Huge Data Workshop 2020

Large Scale Networking (LSN) Workshop on Huge Data:
A Computing, Networking and Distributed Systems Perspective

Sponsored by the National Science Foundation (NSF)

Chicago, IL, April 13 -- 14, 2020

We have decided to change the workshop to a virtual meeting via zoom.
Online workshop program is now available. Please register for the online workshop by following the Registration link above.

co-located with FABRIC Community Visioning Workshop

There is an ever-increasing demand in science and engineering, and arguably all areas of research, on the creation, analysis, archival and sharing of extremely large data sets - often referred to as “huge data”. For example, the blackhole image comes from 5 petabytes of data collected by the Event Horizon Telescope over a period of 7 days. Scientific instruments such as confocal and multiphoton microscopes generate huge images in the order of 10 GB per image and the total size can grow quickly when the number of images generated increases. The Large Hadron Collider generates 2000 petabytes of data over a typical 12 hour run. These data sets reside at the high end of the “big data” spectrum and can include data sets that are continuously growing without bounds. They are often collected from distributed devices (e.g., sensors), potentially processed on-site or at distributed clouds, and can be intentionally placed/duplicated in distributed sites for reliability, scalability and/or availability reasons. Data creation resulting from measurement, generation, and transformation over distributed locations is stressing the contemporary computing paradigm. Efficient processing, persistent availability and timely delivery (especially over wide-area) of huge data have become critically important to the success of scientific research.

While distributed systems and networking research has well explored the fundamental challenges and solution space for a broad spectrum of distributed computing models operating on large data sets, the sheer size of the data in question today has well surpassed that assumed in prior research. To-date, the majority of computing systems and applications operate based on clear delineation of data movement and data computing. Data is moved from one or more data stores to a computing system, and then it is computed “locally” on that system. This paradigm consumes significant storage capacity at each computing system to hold the transferred data and data generated by the computation, as well as significant time for data transfer before and after the computation. Looking forward, researchers have begun to discuss the potential benefits of a completely new computing paradigm that more efficiently supports “in situ” computation of extremely large data at unprecedented scales across distributed computing systems interconnected by high speed networks, with high performance data transfer functions more closely integrated in software (e.g., operating systems) and hardware infrastructure than have been so far. Such a new paradigm has the potential to avoid bottlenecks for scientific discoveries and engineering innovations through much faster, efficient, and scalable computation across a globally distributed, highly interconnected and vast collection of data and computation infrastructure.

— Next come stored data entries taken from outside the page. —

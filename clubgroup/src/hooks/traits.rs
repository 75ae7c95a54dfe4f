//! Traits for group lifecycle observers.
//!
//! Observers run after the built-in post-hooks of a mutation. They can only
//! observe: a failure is reported on the failure channel and never changes the
//! outcome of the mutation.
//!
//! # Examples
//!
//! ```no_run
//! use async_trait::async_trait;
//! use clubgroup::hooks::{GroupHook, HookResult};
//! use clubgroup::models::Group;
//!
//! #[derive(Debug)]
//! struct AuditHook;
//!
//! #[async_trait]
//! impl GroupHook for AuditHook {
//!     async fn on_group_created(&self, group: &Group) -> HookResult {
//!         println!("Group created: {}", group.id);
//!         HookResult::Continue
//!     }
//! }
//! ```

use crate::models::{Group, GroupPatch};
use crate::storage::UpdateResult;
use async_trait::async_trait;

/// Result type for hook execution
#[derive(Debug, Clone, PartialEq, Eq, Default)]
pub enum HookResult {
    /// The hook completed
    #[default]
    Continue,
    /// The hook could not do its work; contains a reason
    Failed(String),
}

/// Trait for group lifecycle observers
///
/// Every method has a default implementation that does nothing.
///
/// # Hook Execution
///
/// - Hooks are executed in priority order (higher priority first)
/// - Each hook has a configurable timeout (default: 5000ms)
/// - Failures and timeouts are reported, never propagated
#[async_trait]
pub trait GroupHook: Send + Sync + std::fmt::Debug {
    /// Called after a group is persisted and its creation notification was attempted
    async fn on_group_created(&self, _group: &Group) -> HookResult {
        HookResult::Continue
    }

    /// Called after an update-by-filter completed, including search token upkeep
    ///
    /// # Arguments
    /// * `result` - Matched count and IDs of the primary update
    /// * `patch` - The caller's patch as applied
    async fn on_group_updated(&self, result: &UpdateResult, patch: &GroupPatch) -> HookResult {
        let _ = (result, patch);
        HookResult::Continue
    }

    /// Called once per deleted group, after the cascade policy ran
    async fn on_group_deleted(&self, _group: &Group) -> HookResult {
        HookResult::Continue
    }

    /// Priority of this hook (higher runs first). Default is 0.
    fn priority(&self) -> i32 {
        0
    }

    /// Timeout in milliseconds. Default is 5000.
    fn timeout_ms(&self) -> u64 {
        5000
    }

    /// Name used in logs and failure reports
    fn name(&self) -> &str {
        "anonymous_hook"
    }
}
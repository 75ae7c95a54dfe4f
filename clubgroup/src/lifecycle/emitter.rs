//! Creation notification post-hook

use std::sync::Arc;
use std::time::Duration;

use super::failure::PostHookFailure;
use crate::models::Group;
use crate::notify::{Notification, Notifier};

/// Message sent to the first member of a newly created group
pub const CREATION_MESSAGE: &str = "Your Group is created";

/// Notifies the first member of a new group
#[derive(Clone)]
pub struct CreationNotifier {
    notifier: Arc<dyn Notifier>,
    timeout: Duration,
}

impl std::fmt::Debug for CreationNotifier {
    fn fmt(&self, f: &mut std::fmt::Formatter<'_>) -> std::fmt::Result {
        f.debug_struct("CreationNotifier")
            .field("notifier", &self.notifier.name())
            .field("timeout", &self.timeout)
            .finish()
    }
}

impl CreationNotifier {
    pub fn new(notifier: Arc<dyn Notifier>, timeout: Duration) -> Self {
        Self { notifier, timeout }
    }

    /// Notification for a persisted group, or `MissingRecipient` when it has no members
    pub fn notification_for(group: &Group) -> Result<Notification, PostHookFailure> {
        let recipient = group
            .members
            .as_deref()
            .and_then(|members| members.first())
            .ok_or_else(|| PostHookFailure::MissingRecipient {
                group_id: group.id.clone(),
            })?;

        Ok(Notification::new(
            CREATION_MESSAGE,
            group.id.clone(),
            recipient.user.clone(),
        ))
    }

    /// Submit the creation notification; the group is already persisted
    pub async fn emit(&self, group: &Group) -> Result<Notification, PostHookFailure> {
        let notification = Self::notification_for(group)?;

        match tokio::time::timeout(self.timeout, self.notifier.create(notification.clone())).await
        {
            Ok(Ok(())) => {
                tracing::debug!(
                    "Creation notification for group {} sent to {} via {}",
                    group.id,
                    notification.recipient,
                    self.notifier.name()
                );
                Ok(notification)
            }
            Ok(Err(e)) => Err(PostHookFailure::NotificationFailed {
                group_id: group.id.clone(),
                reason: e.to_string(),
            }),
            Err(_) => Err(PostHookFailure::NotificationFailed {
                group_id: group.id.clone(),
                reason: format!("timed out after {}ms", self.timeout.as_millis()),
            }),
        }
    }
}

This workshop intends to bring together domain scientists, network and systems researchers, and infrastructure providers, to understand the challenges and requirements of “huge-data” sciences and engineering research needs and explore new paradigms to address the problems associated with processing, storing, and transferring huge data. Topics of interest include, but are not limited to:

huge data applications, requirements and challenges
challenges of designing and working with devices for huge data generation
storage systems for huge data
software systems and network protocols for huge data
in-network computing/storage for huge data
software-defined networking and infrastructure for huge data
infrastructure support for huge data
debugging and troubleshooting of huge data infrastructure
AI/ML technologies for huge data
measuring the huge data transfer and computation
scientific workflow of huge data
access to (portions of) huge data sets
protecting/securing (portions of) huge data sets

Submission of White Papers

Individuals interested in attending should submit a 1-2 page white paper that addresses a problem related to huge data transfer and processing. White papers should be submitted as PDF attachments by email to hugedata@netlab.uky.edu no later than February 15, 2020.

Registration and Travel Grant

A limited number of travel grants are available for authors of accepted white papers to support attendance at the workshop. Registration and travel grant application information can be found by following "Registration/Travel Grant" tab on the top of this page. The deadline is March 1, 2020.

Important Dates

Deadline for submission of white papers:	February 15, 2020
Acceptance notification:	February 25, 2020
Registration and travel grants application:	March 1, 2020
Notification of travel grant approval:	March 7, 2020
Workshop dates	April 13-14, 2020

Organizing Committee

Kuang-Ching Wang, Clemson University
James Griffioen, University of Kentucky
Ronald Hutchins, University of Virginia
Zongming Fei, University of Kentucky

Acknowledgment: The workshop is supported in part by the National Science Foundation (NSF) under grant CNS-1747856 and by NITRD Large Scale Networking (LSN) Interworking Group.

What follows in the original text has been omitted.